#### THE DATA
== Segment start ==

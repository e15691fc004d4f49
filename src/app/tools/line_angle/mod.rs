//! Linie mit vorgegebenem Winkel und Länge, angesetzt am Start-, Mittel-
//! oder Endpunkt. Wiederholt sich nach jedem Abschluss.

use super::common::{parse_value, split_command};
use super::{ConstructionTool, PointerInput, ToolAction, ToolContext, ToolKind};
use crate::core::{deg_to_rad, rad_to_deg, Vector};
use crate::document::Document;
use crate::geometry::LineData;
use crate::shared::{LineSnapPoint, ToolPreview, ToolSettings};

/// Phasen des Werkzeugs.
#[derive(Debug, Clone, Copy, PartialEq, Eq)]
pub enum LineAngleStatus {
    SetPos,
    /// Wartet auf den Winkel (Grad) als Befehl
    SetAngle,
    /// Wartet auf die Länge als Befehl
    SetLength,
}

/// Linie-mit-Winkel-Werkzeug
pub struct LineAngleTool {
    pub(crate) status: LineAngleStatus,
    /// Winkel in Bogenmaß
    pub(crate) angle: f64,
    pub(crate) length: f64,
    pub(crate) snap_point: LineSnapPoint,
    pos: Vector,
}

impl LineAngleTool {
    pub fn new() -> Self {
        Self::from_settings(&ToolSettings::default())
    }

    pub fn from_settings(settings: &ToolSettings) -> Self {
        Self {
            status: LineAngleStatus::SetPos,
            angle: deg_to_rad(settings.line_angle),
            length: settings.line_length,
            snap_point: settings.line_snap_point,
            pos: Vector::invalid(),
        }
    }

    /// Linie, deren Bezugspunkt auf `pos` liegt.
    pub fn line_at(&self, pos: Vector) -> LineData {
        let dir = Vector::polar(self.length, self.angle);
        let offset = match self.snap_point {
            LineSnapPoint::Start => Vector::ZERO,
            LineSnapPoint::Middle => dir * 0.5,
            LineSnapPoint::End => dir,
        };
        let start = pos - offset;
        LineData::new(start, start + dir)
    }

    fn apply_value(&mut self, status: LineAngleStatus, text: &str, ctx: &mut ToolContext<'_>) -> ToolAction {
        let Some(value) = parse_value(ctx, text) else {
            return ToolAction::Ignored;
        };
        match status {
            LineAngleStatus::SetAngle => self.angle = deg_to_rad(value),
            LineAngleStatus::SetLength => self.length = value,
            LineAngleStatus::SetPos => return ToolAction::Ignored,
        }
        self.status = LineAngleStatus::SetPos;
        ToolAction::UpdatePreview
    }
}

impl Default for LineAngleTool {
    fn default() -> Self {
        Self::new()
    }
}

impl ConstructionTool for LineAngleTool {
    fn kind(&self) -> ToolKind {
        ToolKind::LineAngle
    }

    fn status_text(&self) -> &str {
        match self.status {
            LineAngleStatus::SetPos => "Position wählen (angle, length, start, middle, end)",
            LineAngleStatus::SetAngle => "Winkel eingeben",
            LineAngleStatus::SetLength => "Länge eingeben",
        }
    }

    fn is_initial(&self) -> bool {
        self.status == LineAngleStatus::SetPos
    }

    fn on_mouse_move(&mut self, pointer: PointerInput, _ctx: &mut ToolContext<'_>) -> ToolAction {
        self.pos = pointer.snapped;
        ToolAction::UpdatePreview
    }

    fn on_coordinate(&mut self, pointer: PointerInput, ctx: &mut ToolContext<'_>) -> ToolAction {
        if self.status != LineAngleStatus::SetPos || !pointer.snapped.valid {
            return ToolAction::Ignored;
        }
        self.pos = pointer.snapped;
        ctx.commit(vec![self.line_at(self.pos).into()], &[]);
        ctx.move_relative_zero(self.pos);
        ToolAction::Committed
    }

    fn on_command(&mut self, command: &str, ctx: &mut ToolContext<'_>) -> ToolAction {
        let (keyword, rest) = split_command(command);
        let target = match keyword.as_str() {
            "angle" => Some(LineAngleStatus::SetAngle),
            "length" => Some(LineAngleStatus::SetLength),
            "start" | "middle" | "end" => {
                self.snap_point = match keyword.as_str() {
                    "start" => LineSnapPoint::Start,
                    "middle" => LineSnapPoint::Middle,
                    _ => LineSnapPoint::End,
                };
                return ToolAction::UpdatePreview;
            }
            _ => None,
        };
        match (target, self.status) {
            (Some(status), _) if rest.is_empty() => {
                self.status = status;
                ToolAction::Continue
            }
            (Some(status), _) => self.apply_value(status, rest, ctx),
            (None, LineAngleStatus::SetPos) => {
                log::debug!("Linie mit Winkel: unbekannter Befehl '{}'", command);
                ToolAction::Ignored
            }
            (None, status) => self.apply_value(status, command, ctx),
        }
    }

    fn on_back(&mut self, _ctx: &mut ToolContext<'_>) -> ToolAction {
        match self.status {
            LineAngleStatus::SetPos => ToolAction::Finished,
            _ => {
                self.status = LineAngleStatus::SetPos;
                ToolAction::Continue
            }
        }
    }

    fn preview(&self) -> ToolPreview {
        if !self.pos.valid {
            return ToolPreview::default();
        }
        ToolPreview::single(self.line_at(self.pos)).with_reference(self.pos)
    }

    fn reset(&mut self, _doc: &mut dyn Document) {
        self.status = LineAngleStatus::SetPos;
        self.pos = Vector::invalid();
    }

    fn store_settings(&self, settings: &mut ToolSettings) {
        settings.line_angle = rad_to_deg(self.angle);
        settings.line_length = self.length;
        settings.line_snap_point = self.snap_point;
    }
}
//! Kreisbogen durch drei Punkte (Start, Zwischenpunkt, Ende).

use super::{ConstructionTool, PointerInput, ToolAction, ToolContext, ToolKind};
use crate::core::{Vector, TOLERANCE2};
use crate::document::Document;
use crate::geometry::{ArcData, LineData};
use crate::shared::ToolPreview;

#[derive(Debug, Clone, Copy, PartialEq, Eq)]
pub enum Arc3PStatus {
    SetPoint1,
    SetPoint2,
    SetPoint3,
}

pub struct Arc3PTool {
    pub(crate) status: Arc3PStatus,
    points: [Vector; 2],
    cursor: Vector,
}

impl Arc3PTool {
    pub fn new() -> Self {
        Self {
            status: Arc3PStatus::SetPoint1,
            points: [Vector::invalid(); 2],
            cursor: Vector::invalid(),
        }
    }

    /// Liegt `point` auf einem bereits gesetzten Punkt?
    fn coincides(&self, point: Vector) -> bool {
        let set = match self.status {
            Arc3PStatus::SetPoint1 => 0,
            Arc3PStatus::SetPoint2 => 1,
            Arc3PStatus::SetPoint3 => 2,
        };
        self.points[..set].iter().any(|p| p.squared_to(point) < TOLERANCE2)
    }
}

impl Default for Arc3PTool {
    fn default() -> Self {
        Self::new()
    }
}

impl ConstructionTool for Arc3PTool {
    fn kind(&self) -> ToolKind {
        ToolKind::Arc3P
    }

    fn status_text(&self) -> &str {
        match self.status {
            Arc3PStatus::SetPoint1 => "Startpunkt wählen",
            Arc3PStatus::SetPoint2 => "Zwischenpunkt wählen",
            Arc3PStatus::SetPoint3 => "Endpunkt wählen",
        }
    }

    fn is_initial(&self) -> bool {
        self.status == Arc3PStatus::SetPoint1
    }

    fn on_mouse_move(&mut self, pointer: PointerInput, _ctx: &mut ToolContext<'_>) -> ToolAction {
        self.cursor = pointer.snapped;
        ToolAction::UpdatePreview
    }

    fn on_coordinate(&mut self, pointer: PointerInput, ctx: &mut ToolContext<'_>) -> ToolAction {
        let point = pointer.snapped;
        if !point.valid || self.coincides(point) {
            return ToolAction::Ignored;
        }
        match self.status {
            Arc3PStatus::SetPoint1 => {
                self.points[0] = point;
                self.status = Arc3PStatus::SetPoint2;
            }
            Arc3PStatus::SetPoint2 => {
                self.points[1] = point;
                self.status = Arc3PStatus::SetPoint3;
            }
            Arc3PStatus::SetPoint3 => {
                let Some(arc) = ArcData::from_3p(self.points[0], self.points[1], point) else {
                    log::debug!("Bogen: Punkte liegen auf einer Geraden");
                    return ToolAction::Ignored;
                };
                ctx.commit(vec![arc.into()], &[]);
                self.points = [Vector::invalid(); 2];
                self.status = Arc3PStatus::SetPoint1;
                ctx.move_relative_zero(point);
                return ToolAction::Committed;
            }
        }
        ctx.move_relative_zero(point);
        ToolAction::Continue
    }

    fn on_command(&mut self, _command: &str, _ctx: &mut ToolContext<'_>) -> ToolAction {
        ToolAction::Ignored
    }

    fn on_back(&mut self, _ctx: &mut ToolContext<'_>) -> ToolAction {
        self.status = match self.status {
            Arc3PStatus::SetPoint1 => return ToolAction::Finished,
            Arc3PStatus::SetPoint2 => Arc3PStatus::SetPoint1,
            Arc3PStatus::SetPoint3 => Arc3PStatus::SetPoint2,
        };
        ToolAction::Continue
    }

    fn preview(&self) -> ToolPreview {
        if !self.cursor.valid {
            return ToolPreview::default();
        }
        match self.status {
            Arc3PStatus::SetPoint1 => ToolPreview::default(),
            Arc3PStatus::SetPoint2 => {
                ToolPreview::single(LineData::new(self.points[0], self.cursor)).with_reference(self.points[0])
            }
            Arc3PStatus::SetPoint3 => match ArcData::from_3p(self.points[0], self.points[1], self.cursor) {
                Some(arc) => ToolPreview::single(arc),
                None => ToolPreview::single(LineData::new(self.points[0], self.cursor)),
            }
            .with_reference(self.points[0])
            .with_reference(self.points[1]),
        }
    }

    fn reset(&mut self, _doc: &mut dyn Document) {
        *self = Self::new();
    }
}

== Segment end ==

#### EXERCISE PROMPT
Going through the entries above, show each line that contains "Committed".

#### EXERCISE RESPONSE
        ToolAction::Committed
                return ToolAction::Committed;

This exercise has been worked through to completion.